Miller is worried, however. Warmer winters mean the temperature rarely drops low enough to kill off the bacterium that causes Pierce’s, a disease that threatens his grape crop. More trees are being downed on his 22-acre lot as a result of more frequent extreme storms. Warmer winters can also usher in premature blooms, which means he has to use a wind machine to protect against frost.
Miller has already run his wind machine three times this year in an effort to save his crops, which he said is unusual. 

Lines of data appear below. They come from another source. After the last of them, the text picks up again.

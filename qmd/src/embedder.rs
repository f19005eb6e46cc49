//! Embedding: vectorize every content hash that still needs it.
//!
//! Targets are hashes with at least one active document and no `seq = 0`
//! vector for the requested model. Bodies are chunked, chunk embeddings
//! land in `content_vectors` + `vectors_vec`, and the first embedding
//! locks the KNN table dimension. Individual failures are counted, never
//! fatal.

use chrono::Utc;

use crate::error::{QmdError, Result};
use crate::llm::{LlmProvider, chunk_document};
use crate::store::Store;

/// Counters from one embedding run.
#[derive(Debug, Clone, Default)]
pub struct EmbedResult {
    pub documents: usize,
    pub chunks_embedded: usize,
    pub errors: usize,
    pub skipped_empty: usize,
    /// Vectors cleared up front by `force`.
    pub cleared: usize,
}

/// Progress snapshot passed to the callback after every chunk.
#[derive(Debug, Clone, Copy)]
pub struct EmbedProgress {
    pub bytes_processed: usize,
    pub total_bytes: usize,
    pub chunks_done: usize,
    pub total_chunks: usize,
    pub errors: usize,
}

/// Embedding progress callback.
pub type EmbedProgressFn<'a> = &'a mut dyn FnMut(&EmbedProgress);

struct ChunkItem {
    hash: String,
    title: Option<String>,
    seq: usize,
    pos: usize,
    text: String,
    bytes: usize,
}

/// Embed everything pending for `model`. With `force`, all existing
/// vectors are dropped first and the whole corpus re-embeds.
pub fn embed_documents(
    store: &Store,
    llm: &dyn LlmProvider,
    model: &str,
    force: bool,
    mut progress: Option<EmbedProgressFn>,
) -> Result<EmbedResult> {
    let mut result = EmbedResult::default();

    if force {
        result.cleared = store.clear_embeddings()?;
    }

    let pending = store.get_hashes_needing_embedding(model)?;
    if pending.is_empty() {
        return Ok(result);
    }

    // Chunk up front so totals are known for progress reporting.
    let mut chunks: Vec<ChunkItem> = Vec::new();
    for (hash, path, body) in &pending {
        if body.is_empty() {
            result.skipped_empty += 1;
            continue;
        }
        result.documents += 1;
        let title = Store::extract_title(body).or_else(|| {
            std::path::Path::new(path)
                .file_stem()
                .map(|s| s.to_string_lossy().to_string())
        });
        for (seq, chunk) in chunk_document(body).into_iter().enumerate() {
            chunks.push(ChunkItem {
                hash: hash.clone(),
                title: title.clone(),
                seq,
                pos: chunk.pos,
                bytes: chunk.text.len(),
                text: chunk.text,
            });
        }
    }

    if chunks.is_empty() {
        return Ok(result);
    }

    let total_bytes: usize = chunks.iter().map(|c| c.bytes).sum();
    let total_chunks = chunks.len();
    let now = Utc::now().to_rfc3339();
    let mut bytes_processed = 0usize;
    let mut pulled = false;

    for (i, chunk) in chunks.iter().enumerate() {
        let embedded = embed_with_pull(llm, model, chunk, &mut pulled)?;

        match embedded {
            Some(embedding) => {
                // The first successful embedding fixes the dimension.
                if i == 0 || !store.has_vector_table()? {
                    store.ensure_vector_table(embedding.embedding.len())?;
                }
                store.insert_embedding(
                    &chunk.hash,
                    chunk.seq,
                    chunk.pos,
                    &embedding.embedding,
                    &embedding.model,
                    &now,
                )?;
                result.chunks_embedded += 1;
            }
            None => result.errors += 1,
        }

        bytes_processed += chunk.bytes;
        if let Some(cb) = progress.as_mut() {
            cb(&EmbedProgress {
                bytes_processed,
                total_bytes,
                chunks_done: i + 1,
                total_chunks,
                errors: result.errors,
            });
        }
    }

    Ok(result)
}

/// Embed one chunk, pulling the model once if it is missing.
fn embed_with_pull(
    llm: &dyn LlmProvider,
    model: &str,
    chunk: &ChunkItem,
    pulled: &mut bool,
) -> Result<Option<crate::llm::EmbeddingResult>> {
    let title = chunk.title.as_deref();
    if let Some(embedding) = llm.embed(&chunk.text, model, false, title) {
        return Ok(Some(embedding));
    }

    if !*pulled {
        *pulled = true;
        let missing = match llm.model_exists(model) {
            Ok(info) => !info.exists,
            Err(QmdError::Llm(_)) => false,
            Err(e) => return Err(e),
        };
        if missing && llm.pull_model(model, None)? {
            return Ok(llm.embed(&chunk.text, model, false, title));
        }
    }
    Ok(None)
}
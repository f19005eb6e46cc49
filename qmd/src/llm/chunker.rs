//! Splitting document bodies into embedding-sized chunks.
//!
//! Chunks are capped by UTF-8 byte size but addressed by character
//! position, and the splitter prefers natural boundaries (paragraph
//! breaks, sentence ends, newlines, spaces) over hard cuts.

use crate::config::MAX_CHUNK_BYTES;

/// A contiguous piece of a document body.
#[derive(Debug, Clone, PartialEq, Eq)]
pub struct Chunk {
    /// Character offset of the chunk start in the original body.
    pub pos: usize,
    /// The chunk text. Concatenating all chunk texts reproduces the body.
    pub text: String,
}

/// Sentence terminators considered split points (two characters each).
const SENTENCE_ENDS: &[&str] = &[". ", ".\n", "? ", "?\n", "! ", "!\n"];

/// Split `body` into chunks of at most [`MAX_CHUNK_BYTES`] UTF-8 bytes.
pub fn chunk_document(body: &str) -> Vec<Chunk> {
    chunk_document_with_limit(body, MAX_CHUNK_BYTES)
}

/// Split `body` into chunks of at most `max_bytes` UTF-8 bytes each.
///
/// Bodies that already fit come back as a single chunk at position 0.
/// Otherwise the splitter walks forward one scalar at a time to the byte
/// budget, then backs up to the best natural boundary in the window:
///
/// 1. the last paragraph break (`\n\n`) past 50% of the window,
/// 2. the last sentence end past 50%,
/// 3. the last newline past 30%,
/// 4. the last space past 30%,
/// 5. a hard cut if nothing qualifies.
///
/// Output is deterministic for a given input and limit.
pub fn chunk_document_with_limit(body: &str, max_bytes: usize) -> Vec<Chunk> {
    if body.len() <= max_bytes {
        return vec![Chunk {
            pos: 0,
            text: body.to_string(),
        }];
    }

    let chars: Vec<char> = body.chars().collect();
    let total = chars.len();
    let mut chunks = Vec::new();
    let mut char_pos = 0usize;

    while char_pos < total {
        // Walk forward until the next character would blow the budget.
        let mut end_pos = char_pos;
        let mut bytes = 0usize;
        while end_pos < total {
            let ch_len = chars[end_pos].len_utf8();
            if bytes + ch_len > max_bytes {
                break;
            }
            bytes += ch_len;
            end_pos += 1;
        }

        if end_pos < total {
            let slice: String = chars[char_pos..end_pos].iter().collect();
            if let Some(boundary) = find_boundary(&slice) {
                end_pos = char_pos + boundary;
            }
        }

        // Guard against zero-width progress on pathological input.
        if end_pos <= char_pos {
            end_pos = char_pos + 1;
        }

        chunks.push(Chunk {
            pos: char_pos,
            text: chars[char_pos..end_pos].iter().collect(),
        });
        char_pos = end_pos;
    }

    chunks
}

/// Pick the best split point inside `slice`, as a character offset to
/// split *after*. Returns `None` when no candidate clears its threshold.
fn find_boundary(slice: &str) -> Option<usize> {
    let slice_chars = slice.chars().count();
    let half = slice_chars / 2;
    let third = slice_chars * 3 / 10;

    if let Some(byte_idx) = slice.rfind("\n\n") {
        let at = char_index_at(slice, byte_idx);
        if at > half {
            return Some(at + 2);
        }
    }

    let best_sentence = SENTENCE_ENDS
        .iter()
        .filter_map(|end| slice.rfind(end))
        .max();
    if let Some(byte_idx) = best_sentence {
        let at = char_index_at(slice, byte_idx);
        if at > half {
            return Some(at + 2);
        }
    }

    if let Some(byte_idx) = slice.rfind('\n') {
        let at = char_index_at(slice, byte_idx);
        if at > third {
            return Some(at + 1);
        }
    }

    if let Some(byte_idx) = slice.rfind(' ') {
        let at = char_index_at(slice, byte_idx);
        if at > third {
            return Some(at + 1);
        }
    }

    None
}

/// Character offset of the given byte offset within `s`.
fn char_index_at(s: &str, byte_idx: usize) -> usize {
    s[..byte_idx].chars().count()
}

#[cfg(test)]
mod tests {
    use super::*;

    fn reassemble(chunks: &[Chunk]) -> String {
        chunks.iter().map(|c| c.text.as_str()).collect()
    }

    #[test]
    fn short_body_single_chunk() {
        let chunks = chunk_document("hello world");
        assert_eq!(chunks.len(), 1);
        assert_eq!(chunks[0].pos, 0);
        assert_eq!(chunks[0].text, "hello world");
    }

    #[test]
    fn exact_limit_single_chunk() {
        let body = "a".repeat(MAX_CHUNK_BYTES);
        let chunks = chunk_document(&body);
        assert_eq!(chunks.len(), 1);
    }

    #[test]
    fn one_over_limit_splits_in_two() {
        let body = format!("{} {}", "a".repeat(MAX_CHUNK_BYTES / 2), "b".repeat(MAX_CHUNK_BYTES / 2));
        assert_eq!(body.len(), MAX_CHUNK_BYTES + 1);
        let chunks = chunk_document(&body);
        assert_eq!(chunks.len(), 2);
        // Break point is the space, which is past the 30% threshold.
        assert!(chunks[0].text.ends_with(' '));
        assert_eq!(reassemble(&chunks), body);
    }

    #[test]
    fn splits_at_paragraph_break() {
        let body = format!("{}\n\n{}", "A".repeat(5000), "B".repeat(5000));
        let chunks = chunk_document(&body);
        assert_eq!(chunks.len(), 2);
        assert_eq!(chunks[0].pos, 0);
        assert_eq!(chunks[0].text, format!("{}\n\n", "A".repeat(5000)));
        assert_eq!(chunks[1].pos, 5002);
        assert_eq!(chunks[1].text, "B".repeat(5000));
        assert_eq!(reassemble(&chunks), body);
    }

    #[test]
    fn prefers_sentence_end_over_space() {
        let head = "x".repeat(4000);
        let body = format!("{head}. {}", "y ".repeat(2000));
        let chunks = chunk_document(&body);
        assert!(chunks.len() >= 2);
        assert_eq!(chunks[0].text, format!("{head}. "));
    }

    #[test]
    fn hard_cut_without_boundaries() {
        let body = "z".repeat(MAX_CHUNK_BYTES * 2 + 10);
        let chunks = chunk_document(&body);
        assert_eq!(chunks.len(), 3);
        assert_eq!(chunks[0].text.len(), MAX_CHUNK_BYTES);
        assert_eq!(chunks[1].pos, MAX_CHUNK_BYTES);
        assert_eq!(reassemble(&chunks), body);
    }

    #[test]
    fn multibyte_positions_are_char_indices() {
        // Four-byte scalars: budget of 8 bytes holds two characters.
        let body = "😀".repeat(5);
        let chunks = chunk_document_with_limit(&body, 8);
        assert_eq!(chunks.len(), 3);
        assert_eq!(chunks[0].pos, 0);
        assert_eq!(chunks[1].pos, 2);
        assert_eq!(chunks[2].pos, 4);
        assert_eq!(reassemble(&chunks), body);
    }

    #[test]
    fn chunks_partition_body_exactly() {
        let body = format!(
            "{}\n\n{}\nmore text here. {}",
            "lorem ipsum ".repeat(300),
            "dolor sit amet ".repeat(300),
            "consectetur ".repeat(300)
        );
        let chunks = chunk_document(&body);
        assert_eq!(reassemble(&chunks), body);
        // Every chunk's text is found at its recorded char position.
        let chars: Vec<char> = body.chars().collect();
        for c in &chunks {
            let at: String = chars[c.pos..c.pos + c.text.chars().count()].iter().collect();
            assert_eq!(at, c.text);
        }
    }
}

“It wasn’t like that before, but it’s like that now and it’s getting worse,” he told HuffPost. “I consider it to be the major threat to the success of our farm.”
But Miller has a plan. In fact, it’s a 35-page climate mitigation and adaptation plan that outlines how Happy Berry has approached climate resilience.
One of the more unusual elements of Miller’s plan is the planting of pine trees amongst the farm’s orchards — an effort to protect against frost, overheating and storms. So far it seems to be going better than a “failed” experiment with shade cloth, he said.
“I’m probably considered a radical,” he said of his approach to the farm, adding that he believes the stakes are too high to go about it any other way.
“It is the most serious problem that we as a civilization face,” Miller said in reference to climate change. “I’m trying to encourage the farmers in South Carolina and the nation to have a plan like I’ve got. I go around and talk to anybody who will give me an audience. But people have got to have the will to do this.”
Tyler Hoyt ― Mancos, Colorado
Tyler Hoyt is at the beginning of his farming life and still getting the lay of the land. He started growing vegetables and raising pigs, hens and dairy goats in southwestern Colorado in 2014.
The region can be very arid, but it’s been very wet since he started Green Table Farm. Often too wet.
“It makes you feel like a pro, like you can grow whatever you want, but other times we’re seeing deluges of water,” Hoyt said.
He knows he’s overdue for another dry, lean year — like the drought that hit in 2013 ― so he’s preparing by using a water-conserving drip irrigation system on his fields.
“Farmers basically had not even planted [in 2013] because it wasn’t even worth it,” Hoyt said. “There was no water for it.”
He also plants many crops that are indigenous to the region and require little, if any, water, like certain types of corn, beans, pumpkins and squash.
Like Schwagerl, Hoyt sees some of his conventional farmer neighbors — who mostly raise cattle, horses or pigs, not vegetables — coming around on more climate-resilient practices.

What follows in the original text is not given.